Wenn ich einerseits die Qualität und andererseits die Quantität der Ernährung ändere, dann kann das dazu führen, dass ich eine Gewichtsreduktion habe, die alle anderen Effekte stark überstrahlt. Dr. Stefan Kabisch

Zusätzlich zu Wasserlinsenshakes und grünem Tee hatte die „grüne” Mittelmeergruppe im Laufe der 6 Studienmonate auch mehr Fisch und weniger Fleisch gegessen. Ihre Ernährung hatte sich also in diversen Punkten verändert.

Studie unter besonderen Bedingungen
Ungewöhnlich an der Studie ist das Setting, in der sie stattfindet: Wissenschaftler hatten Angestellte eines Kernforschungszentrums in der Negev-Wüste rekrutiert. Die isolierte Lage der Einrichtung habe Vorteile, erklärt Prof. Dr. Matthias Blüher von der Universität Leipzig, der ebenfalls an der Studie beteiligt war. „Die Teilnehmer wurden zwar nicht kontrolliert ernährt, aber man konnte besser überprüfen, was tatsächlich gegessen wurde.”

Ein Teil der Mahlzeiten für die Mittelmeerkost-Gruppen wurde komplett zur Verfügung gestellt. Doch dieses Vorgehen habe auch einen Nachteil, erklärt Kabisch. Denn es handele sich um ein „künstliches Design“ das sich auf „frei lebende“ Menschen nicht so gut übertragen lasse.

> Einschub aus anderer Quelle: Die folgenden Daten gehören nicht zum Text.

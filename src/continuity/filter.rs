//! Applies the continuity oracle to a whole collection of topologies on a
//! fixed pool of worker threads.
//!
//! Workers share two FIFO queues: they steal one topology at a time from the
//! task queue until it reports empty, and push verdicts onto the result
//! queue. The pool scope is the join barrier; results are drained once every
//! worker has returned.

use std::{
    any::Any,
    panic::{self, AssertUnwindSafe},
};

use crossbeam_deque::{Injector, Steal};
use rayon::ThreadPoolBuilder;
use tracing::{debug, info, warn};

use crate::{
    algebra::operation::Operation,
    config::FilterConfig,
    continuity::oracle,
    error::{Error, Result},
    lattices::subset::BaseSet,
    topology::finite::{Topology, TopologySet},
};

/// Result of filtering one collection.
#[derive(Debug, Default)]
pub struct FilterOutcome {
    /// Topologies the operation is continuous with.
    pub compatible: TopologySet,
    /// Topologies whose evaluation failed, with the failure message. They are
    /// in neither the compatible set nor considered incompatible.
    pub unknown: Vec<(Topology, String)>,
}

enum Verdict {
    Compatible(Topology),
    Unknown(Topology, String),
}

/// Worker pool that keeps the topologies an operation is continuous with.
pub struct ParallelFilter<'a, O: ?Sized> {
    base: &'a BaseSet,
    operation: &'a O,
    config: FilterConfig,
}

impl<'a, O> ParallelFilter<'a, O>
where
    O: Operation + ?Sized,
{
    pub fn new(base: &'a BaseSet, operation: &'a O, config: FilterConfig) -> Self {
        Self {
            base,
            operation,
            config,
        }
    }

    pub fn run(&self, topologies: &TopologySet) -> Result<FilterOutcome> {
        let mut outcome = FilterOutcome::default();

        let mut ordered: Vec<&Topology> = topologies.iter().collect();
        ordered.sort_by_key(|t| std::cmp::Reverse(t.len()));

        // The discrete topology is compatible with every operation; skip the
        // oracle for it when it is present and strictly the largest.
        let mut rest = ordered.as_slice();
        if let Some((largest, tail)) = ordered.split_first() {
            let strictly_largest = tail.first().map_or(true, |next| next.len() < largest.len());
            if largest.base() == self.base && largest.is_discrete() && strictly_largest {
                outcome.compatible.insert((*largest).clone());
                rest = tail;
            }
        }

        let tasks = Injector::new();
        for topology in rest {
            tasks.push((*topology).clone());
        }
        let results = Injector::new();

        let workers = self.config.workers.max(1);
        info!(
            topologies = topologies.len(),
            queued = rest.len(),
            workers,
            operation = self.operation.name(),
            arity = self.operation.arity(),
            "filtering topologies"
        );

        let pool = ThreadPoolBuilder::new()
            .num_threads(workers)
            .thread_name(|i| format!("toposearch-filter-{i}"))
            .build()
            .map_err(|e| Error::WorkerPool(e.to_string()))?;

        let (base, operation) = (self.base, self.operation);
        pool.scope(|scope| {
            for worker in 0..workers {
                let (tasks, results) = (&tasks, &results);
                scope.spawn(move |_| work(worker, tasks, results, base, operation));
            }
        });

        loop {
            match results.steal() {
                Steal::Success(Verdict::Compatible(topology)) => {
                    outcome.compatible.insert(topology);
                }
                Steal::Success(Verdict::Unknown(topology, message)) => {
                    outcome.unknown.push((topology, message));
                }
                Steal::Empty => break,
                Steal::Retry => continue,
            }
        }

        info!(
            compatible = outcome.compatible.len(),
            unknown = outcome.unknown.len(),
            "filtering complete"
        );
        Ok(outcome)
    }
}

fn work<O>(
    worker: usize,
    tasks: &Injector<Topology>,
    results: &Injector<Verdict>,
    base: &BaseSet,
    operation: &O,
) where
    O: Operation + ?Sized,
{
    let mut evaluated = 0usize;
    loop {
        let topology = match tasks.steal() {
            Steal::Success(topology) => topology,
            Steal::Empty => break,
            Steal::Retry => continue,
        };
        evaluated += 1;

        let verdict =
            panic::catch_unwind(AssertUnwindSafe(|| oracle::check(base, &topology, operation)));
        match verdict {
            Ok(Ok(true)) => results.push(Verdict::Compatible(topology)),
            Ok(Ok(false)) => {}
            Ok(Err(err)) => {
                warn!(worker, %topology, error = %err, "evaluation failed");
                results.push(Verdict::Unknown(topology, err.to_string()));
            }
            Err(payload) => {
                let message = panic_message(payload.as_ref());
                warn!(worker, %topology, panic = %message, "evaluation panicked");
                results.push(Verdict::Unknown(topology, message));
            }
        }
    }
    debug!(worker, evaluated, "worker finished");
}

fn panic_message(payload: &(dyn Any + Send)) -> String {
    if let Some(s) = payload.downcast_ref::<&str>() {
        (*s).to_string()
    } else if let Some(s) = payload.downcast_ref::<String>() {
        s.clone()
    } else {
        "panic with non-string payload".to_string()
    }
}

/// The topologies in `topologies` that `operation` is continuous with, using
/// one worker per hardware thread.
///
/// Topologies whose evaluation fails are logged and left out.
pub fn filter_compatible<O>(
    base: &BaseSet,
    topologies: &TopologySet,
    operation: &O,
) -> Result<TopologySet>
where
    O: Operation + ?Sized,
{
    ParallelFilter::new(base, operation, FilterConfig::default())
        .run(topologies)
        .map(|outcome| outcome.compatible)
}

Die Rekrutierung von Probanden im Kernforschungszentrum erklärt auch ein weiteres Detail. Während bei Ernährungsstudien oft Frauen in der Überzahl sind, nahmen an der vorliegenden Studie zu 88% Männer teil, weil sie an diesem Arbeitsplatz deutlich stärker vertreten waren. Die Ergebnisse ließen sich daher auch nicht unbedingt auf Frauen übertragen, schreiben die Autoren.

Sie vermuten für Männer allerdings, dass eine Mittelmeerkost mit Fleischreduktion und dafür mehr pflanzlichem Protein kardiovaskuläre Risikofaktoren zusätzlich verbessern könnte. Kabisch ist allerdings skeptisch, ob die Studie diese Schlüsse tatsächlich zulässt. Es sei z. B. unklar, welche Ergebnisse auf einzelne Ernährungsfaktoren und welche auf den erreichten Gewichtsverlust zurückzuführen seien.

Interessant könne in diesem Zusammenhang eine Weiterbeobachtung der Teilnehmer sein, sagt der Berliner Wissenschaftler: „Dann wird es spannend, bei welchem Gewicht landen die Teilnehmer am Ende der Beobachtungsphase, und gibt es dann noch Unterschiede im Stoffwechsel.” Da die DIRECT-PLUS Studie insgesamt über eine Laufzeit von 18 Monaten geplant ist, könnte sie diese Fragen möglicherweise beantworten.